Despite being one of the largest and most diverse angiosperm families, genome size data is available in only approximately 1.5% of the identified orchid species from less than a hundred genera. To date, all five Orchidaceae subfamilies (i.e., Apostasioideae, Vanillodeae, Cypripediodeae, Orchidoideae, and Epidendroideae) have been characterized in regard to genome size (Chen et al., 2013). Among these, Epidendroideae has the most diverse genome size with values varying over 60-fold, although the majority of its species possess small genomes. Moreover, aside from displaying a wide variation in chromosome numbers, Orchidaceae shows a remarkable variation in 2C DNA content, almost 170-fold ranging from 1C = 0.33 pg in Trichocentrum maduroi to 55.4 pg in Pogonia ophioglossoides (Sharma and Mukai, 2015).

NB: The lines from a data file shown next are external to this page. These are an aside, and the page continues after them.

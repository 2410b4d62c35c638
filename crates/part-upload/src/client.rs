//! HTTP requests of the S3 upload protocol

use log::debug;
use reqwest::{Body, Client, RequestBuilder, Response, StatusCode};

use crate::config::UploadConfig;
use crate::error::{UploadError, UploadResult};
use crate::types::{CompletedPart, UploadSession};
use crate::xml;

/// Thin wrapper over `reqwest::Client` bound to one endpoint and token.
#[derive(Debug, Clone)]
pub struct StoreClient {
    http: Client,
    base_url: String,
    auth_token: Option<String>,
}

/// Encode URI path - encode each segment individually, keep / as separator
fn encode_uri_path(path: &str) -> String {
    path.split('/')
        .map(|segment| urlencoding::encode(segment).into_owned())
        .collect::<Vec<_>>()
        .join("/")
}

async fn error_for(operation: &'static str, response: Response) -> UploadError {
    let status = response.status();
    let text = response.text().await.unwrap_or_default();
    UploadError::status(operation, status, &text)
}

impl StoreClient {
    pub fn new(config: &UploadConfig) -> UploadResult<Self> {
        let mut builder = Client::builder().user_agent(config.user_agent.clone());
        if let Some(timeout) = config.timeout {
            builder = builder.timeout(timeout);
        }
        if let Some(timeout) = config.connect_timeout {
            builder = builder.connect_timeout(timeout);
        }

        Ok(Self {
            http: builder.build()?,
            base_url: config.base_url().to_string(),
            auth_token: config.auth_token.clone().filter(|t| !t.is_empty()),
        })
    }

    pub fn object_url(&self, destination: &str) -> String {
        format!("{}{}", self.base_url, encode_uri_path(destination))
    }

    fn session_url(&self, session: &UploadSession) -> String {
        format!(
            "{}?uploadId={}",
            self.object_url(&session.destination),
            urlencoding::encode(&session.upload_id)
        )
    }

    fn authorize(&self, request: RequestBuilder) -> RequestBuilder {
        match &self.auth_token {
            Some(token) => request.bearer_auth(token),
            None => request,
        }
    }

    /// Single PUT of a whole object. `body` may be streamed; `content_length` is sent as-is.
    pub async fn put_object(
        &self,
        destination: &str,
        body: Body,
        content_length: u64,
    ) -> UploadResult<()> {
        let response = self
            .authorize(self.http.put(self.object_url(destination)))
            .header("content-length", content_length)
            .body(body)
            .send()
            .await?;

        match response.status() {
            StatusCode::OK | StatusCode::CREATED => Ok(()),
            _ => Err(error_for("upload", response).await),
        }
    }

    pub async fn initiate_multipart_upload(&self, destination: &str) -> UploadResult<UploadSession> {
        let url = format!("{}?uploads", self.object_url(destination));
        let response = self.authorize(self.http.post(&url)).send().await?;

        if response.status() != StatusCode::OK {
            return Err(error_for("initiate multipart upload", response).await);
        }

        let body = response.text().await?;
        let upload_id = xml::parse_upload_id(&body).ok_or_else(|| {
            debug!("initiate_response: {}", body);
            UploadError::MissingUploadId
        })?;

        Ok(UploadSession {
            destination: destination.to_string(),
            upload_id,
        })
    }

    /// Uploads one part and returns its ETag without quotes.
    pub async fn upload_part(
        &self,
        session: &UploadSession,
        part_number: u32,
        data: Vec<u8>,
    ) -> UploadResult<String> {
        let url = format!(
            "{}?partNumber={}&uploadId={}",
            self.object_url(&session.destination),
            part_number,
            urlencoding::encode(&session.upload_id)
        );
        let response = self.authorize(self.http.put(&url)).body(data).send().await?;

        if response.status() != StatusCode::OK {
            return Err(error_for("upload part", response).await);
        }

        response
            .headers()
            .get("ETag")
            .and_then(|v| v.to_str().ok())
            .map(|etag| etag.trim_matches('"').to_string())
            .ok_or(UploadError::MissingEtag(part_number))
    }

    /// Commits the session. `parts` must be sorted by part number.
    pub async fn complete_multipart_upload(
        &self,
        session: &UploadSession,
        parts: &[CompletedPart],
    ) -> UploadResult<()> {
        let response = self
            .authorize(self.http.post(self.session_url(session)))
            .header("Content-Type", "application/xml")
            .body(xml::completion_body(parts))
            .send()
            .await?;

        if response.status() != StatusCode::OK {
            return Err(error_for("complete multipart upload", response).await);
        }
        Ok(())
    }

    pub async fn abort_multipart_upload(&self, session: &UploadSession) -> UploadResult<()> {
        let response = self
            .authorize(self.http.delete(self.session_url(session)))
            .send()
            .await?;

        if response.status() != StatusCode::NO_CONTENT {
            return Err(error_for("abort multipart upload", response).await);
        }
        Ok(())
    }
}

#[cfg(test)]
mod tests {
    use super::*;

    fn client(endpoint: &str) -> StoreClient {
        StoreClient::new(&UploadConfig::new(endpoint)).unwrap()
    }

    #[test]
    fn object_url_joins_endpoint_and_destination() {
        let c = client("http://localhost:8080/");
        assert_eq!(
            c.object_url("/uploads/photo.jpg"),
            "http://localhost:8080/uploads/photo.jpg"
        );
    }

    #[test]
    fn object_url_encodes_segments() {
        let c = client("http://localhost:8080");
        assert_eq!(
            c.object_url("/private/my file.tar.gz"),
            "http://localhost:8080/private/my%20file.tar.gz"
        );
    }

    #[test]
    fn session_url_encodes_upload_id() {
        let c = client("http://localhost:8080");
        let session = UploadSession {
            destination: "/private/a.bin".into(),
            upload_id: "abc+/=".into(),
        };
        assert_eq!(
            c.session_url(&session),
            "http://localhost:8080/private/a.bin?uploadId=abc%2B%2F%3D"
        );
    }

    #[test]
    fn empty_token_is_ignored() {
        let config = UploadConfig {
            auth_token: Some(String::new()),
            ..UploadConfig::default()
        };
        let c = StoreClient::new(&config).unwrap();
        assert!(c.auth_token.is_none());
    }
}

An organ-specific degree of endopolyploidy has been observed in several orchid species and hybrids (Chen et al., 2010). This fact in combination with the lack of 2C nuclei in different plant organs, as well as the occurrence of both conventional endopolyploidy and progressively partial endoreplication (PPE) in orchids, may cause incorrect FCM estimates. Trávníček et al. (2015) highlighted the challenges in estimating nuclear genome size using flow cytometry in orchids and proposed a method to avoid misinterpretation of DNA content histograms. However, due to the various genome sizes of orchids, predicting the ploidy of the species based only on the C-value measured by flow cytometry is difficult thus, additional confirmation of the results with the conventional cytogenetic technique of chromosome counting using root tip cells arrested in metaphase is required (Ochatt, 2008).
Conclusion
Considering all the conducted orchid chromosome studies, it can be concluded that great potential exists in investigating these species at the cytogenetic level. Although conventional methods of chromosome research allow the identification and observation of the ploidy level, numerical and structural variations in chromosomes, and meiotic behavior of chromosomes, deeper cytogenetic and genomic information are required in order to develop efficient breeding strategies for improving orchid cultivars (Sharma and Mukai, 2015). Molecular cytogenetic techniques such as FISH, GISH, and flow cytometry have played an essential role in providing supplemental information to be used for efficient plant breeding programs and other related research. The contribution of these techniques in obtaining the chromosomal characteristics of plants in a more accurate and efficient way is undisputed. The continuous advancement of cytogenetic tools leading to innovations in chromosome engineering will be of immense importance in the development of meaningful breeding programs, such as the applications of haploid induction, conversion of meiosis into mitosis to produce diploid gametes that are clones of the parent plant, and new homologous recombination technologies (Chan, 2010), for the improvement of orchids. Overall, cytogenetic data in conjunction with molecular markers should aid in the accurate study of genetic diversity and provide new insights into the genome architecture of orchids.